** Materials provided follows **
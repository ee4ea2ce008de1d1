//! Derived views over exchange balances.
//!
//! Pure functions recomputed on every read. Ignored assets are excluded from
//! every view; asset identifiers are resolved to their canonical form before
//! they are compared or summed.

use rust_decimal::Decimal;
use std::{
    cmp::Ordering,
    collections::{BTreeMap, HashMap},
};

use super::{assets::AssetResolver, prices::PriceFeed};
use crate::types::{
    AssetBalance, AssetEntry, ExchangeAccount, ExchangeBalanceSheet, ExchangeBalances, Location,
    LocationBreakdown, LocationTotal, RawAssetBalance,
};

/// Build a balance sheet from a raw backend payload.
///
/// Identifiers are resolved to their canonical form (equivalent assets are
/// summed), empty holdings are dropped and known prices are attached.
pub fn merge_sheet(
    raw: HashMap<String, RawAssetBalance>,
    assets: &dyn AssetResolver,
    prices: &dyn PriceFeed,
) -> ExchangeBalanceSheet {
    let mut sheet = ExchangeBalanceSheet::new();

    for (asset, entry) in raw {
        if entry.amount.is_zero() {
            continue;
        }

        let canonical = assets.resolve_canonical(&asset);
        let balance = match prices.current_price(&canonical) {
            Some(price) => AssetBalance::priced(entry.amount, price),
            None => AssetBalance::new(entry.amount, entry.value),
        };

        sheet
            .entry(canonical)
            .and_modify(|existing| *existing = *existing + balance)
            .or_insert(balance);
    }

    sheet
}

/// Re-value every asset with a price in `prices`.
pub fn reprice(balances: &ExchangeBalances, prices: &HashMap<String, Decimal>) -> ExchangeBalances {
    balances
        .iter()
        .map(|(location, sheet)| {
            let sheet: ExchangeBalanceSheet = sheet
                .iter()
                .map(|(asset, balance)| {
                    let balance = match prices.get(asset) {
                        Some(price) => balance.with_price(*price),
                        None => *balance,
                    };
                    (asset.clone(), balance)
                })
                .collect();
            (*location, sheet)
        })
        .collect()
}

fn by_value_desc(a: Decimal, b: Decimal) -> Ordering {
    b.cmp(&a)
}

/// Assets of one sheet, highest value first.
pub fn sorted_assets(sheet: &ExchangeBalanceSheet, assets: &dyn AssetResolver) -> Vec<AssetEntry> {
    let mut merged: HashMap<String, AssetBalance> = HashMap::new();
    for (asset, balance) in sheet {
        if assets.is_ignored(asset) {
            continue;
        }
        merged
            .entry(assets.resolve_canonical(asset))
            .and_modify(|existing| *existing = *existing + *balance)
            .or_insert(*balance);
    }

    let mut entries: Vec<AssetEntry> =
        merged.into_iter().map(|(asset, balance)| AssetEntry { asset, balance }).collect();
    entries.sort_by(|a, b| {
        by_value_desc(a.balance.value, b.balance.value).then_with(|| a.asset.cmp(&b.asset))
    });
    entries
}

/// Total value of every location, highest first.
pub fn location_totals(
    balances: &ExchangeBalances,
    assets: &dyn AssetResolver,
) -> Vec<LocationTotal> {
    let mut totals: Vec<LocationTotal> = balances
        .iter()
        .map(|(location, sheet)| LocationTotal {
            location: *location,
            total: sheet
                .iter()
                .filter(|(asset, _)| !assets.is_ignored(asset))
                .map(|(_, balance)| balance.value)
                .sum(),
        })
        .collect();

    totals.sort_by(|a, b| by_value_desc(a.total, b.total).then_with(|| a.location.cmp(&b.location)));
    totals
}

/// Holdings of every asset summed across all locations.
pub fn aggregate_by_asset(
    balances: &ExchangeBalances,
    assets: &dyn AssetResolver,
) -> BTreeMap<String, AssetBalance> {
    let mut aggregated: BTreeMap<String, AssetBalance> = BTreeMap::new();

    for sheet in balances.values() {
        for (asset, balance) in sheet {
            if assets.is_ignored(asset) {
                continue;
            }
            aggregated
                .entry(assets.resolve_canonical(asset))
                .and_modify(|existing| *existing = *existing + *balance)
                .or_insert(*balance);
        }
    }

    aggregated
}

/// Locations holding `asset`, highest value first.
pub fn asset_breakdown(
    balances: &ExchangeBalances,
    asset: &str,
    assets: &dyn AssetResolver,
) -> Vec<LocationBreakdown> {
    let wanted = assets.resolve_canonical(asset);

    let mut breakdown: Vec<LocationBreakdown> = balances
        .iter()
        .filter_map(|(location, sheet)| {
            sheet
                .iter()
                .filter(|(id, _)| !assets.is_ignored(id) && assets.resolve_canonical(id) == wanted)
                .map(|(_, balance)| *balance)
                .reduce(|acc, balance| acc + balance)
                .map(|balance| LocationBreakdown { location: *location, balance })
        })
        .collect();

    breakdown.sort_by(|a, b| {
        by_value_desc(a.balance.value, b.balance.value).then_with(|| a.location.cmp(&b.location))
    });
    breakdown
}

/// Converted total per location label.
///
/// `convert` is applied to each asset value before summing, so non-linear
/// conversions see individual values.
pub fn converted_totals<F>(
    balances: &ExchangeBalances,
    assets: &dyn AssetResolver,
    convert: F,
) -> BTreeMap<String, Decimal>
where
    F: Fn(Decimal) -> Decimal,
{
    let mut totals: BTreeMap<String, Decimal> = BTreeMap::new();

    for (location, sheet) in balances {
        let converted: Decimal = sheet
            .iter()
            .filter(|(asset, _)| !assets.is_ignored(asset))
            .map(|(_, balance)| convert(balance.value))
            .sum();
        *totals.entry(location.label().to_string()).or_insert(Decimal::ZERO) += converted;
    }

    totals
}

/// Number to suffix a new account of `location` with.
pub fn exchange_nonce(accounts: &[ExchangeAccount], location: Location) -> usize {
    accounts.iter().filter(|account| account.location == location).count() + 1
}

/// Default name for a new account of `location`, e.g. "Kraken 2".
pub fn suggested_account_name(accounts: &[ExchangeAccount], location: Location) -> String {
    format!("{} {}", location.label(), exchange_nonce(accounts, location))
}
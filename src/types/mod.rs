//! Type definitions module.
//!
//! Contains shared types used across the application.

pub mod balance;
pub mod exchange;
pub mod savings;
pub mod task;

pub use balance::*;
pub use exchange::*;
pub use savings::*;
pub use task::*;
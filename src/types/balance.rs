//! Balance-related types.

use rust_decimal::Decimal;
use serde::{Deserialize, Serialize};
use std::collections::HashMap;
use std::ops::Add;

use super::Location;

/// Holdings of a single asset.
#[derive(Debug, Clone, Copy, PartialEq, Eq, Serialize, Deserialize)]
pub struct AssetBalance {
    /// Exact quantity held.
    pub amount: Decimal,
    /// Fiat value of `amount` at `price`.
    pub value: Decimal,
    /// Latest known unit price, if a price feed has populated it.
    #[serde(default, skip_serializing_if = "Option::is_none")]
    pub price: Option<Decimal>,
}

impl AssetBalance {
    pub fn new(amount: Decimal, value: Decimal) -> Self {
        Self { amount, value, price: None }
    }

    /// Balance valued at `price`.
    pub fn priced(amount: Decimal, price: Decimal) -> Self {
        Self { amount, value: amount * price, price: Some(price) }
    }

    /// Same amount re-valued at `price`.
    pub fn with_price(self, price: Decimal) -> Self {
        Self::priced(self.amount, price)
    }
}

/// Sums amount and value. The price survives only when both sides were valued
/// at the same price, so `value == amount * price` holds for a priced sum.
impl Add for AssetBalance {
    type Output = AssetBalance;

    fn add(self, rhs: AssetBalance) -> AssetBalance {
        let price = match (self.price, rhs.price) {
            (Some(a), Some(b)) if a == b => Some(a),
            _ => None,
        };

        AssetBalance { amount: self.amount + rhs.amount, value: self.value + rhs.value, price }
    }
}

/// Asset holdings for one exchange location, keyed by canonical asset id.
pub type ExchangeBalanceSheet = HashMap<String, AssetBalance>;

/// Balance sheets of every location with fetched balances.
pub type ExchangeBalances = HashMap<Location, ExchangeBalanceSheet>;

/// Balance entry as reported by the backend balance task.
#[derive(Debug, Clone, Deserialize)]
pub struct RawAssetBalance {
    pub amount: Decimal,
    #[serde(alias = "usd_value")]
    pub value: Decimal,
}

/// One asset of a location, for sorted listings.
#[derive(Debug, Clone, PartialEq, Eq, Serialize, Deserialize)]
pub struct AssetEntry {
    pub asset: String,
    #[serde(flatten)]
    pub balance: AssetBalance,
}

/// Total value held on one location.
#[derive(Debug, Clone, PartialEq, Eq, Serialize, Deserialize)]
pub struct LocationTotal {
    pub location: Location,
    pub total: Decimal,
}

/// Holdings of one asset on one location.
#[derive(Debug, Clone, PartialEq, Eq, Serialize, Deserialize)]
pub struct LocationBreakdown {
    pub location: Location,
    #[serde(flatten)]
    pub balance: AssetBalance,
}
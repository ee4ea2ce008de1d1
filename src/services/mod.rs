//! Business logic services module.

pub mod aggregation;
pub mod assets;
pub mod exchange_balances;
pub mod notifications;
pub mod prices;
pub mod savings;
pub mod status;
pub mod tasks;

pub use assets::{AssetRegistry, AssetResolver};
pub use exchange_balances::{ExchangeBalanceRegistry, FetchOutcome};
pub use notifications::{Message, Notice, Notification, NotificationLog, Notifier};
pub use prices::{PriceCache, PriceFeed};
pub use status::{Section, Status, StatusStore};
pub use tasks::{PendingTask, TaskRegistry};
** End of Materials provided **
Work instruction:
Your answer should be the lines above that contain the word "across", copied out.

Exercise response:
/// Holdings of every asset summed across all locations.
//! Contains shared types used across the application.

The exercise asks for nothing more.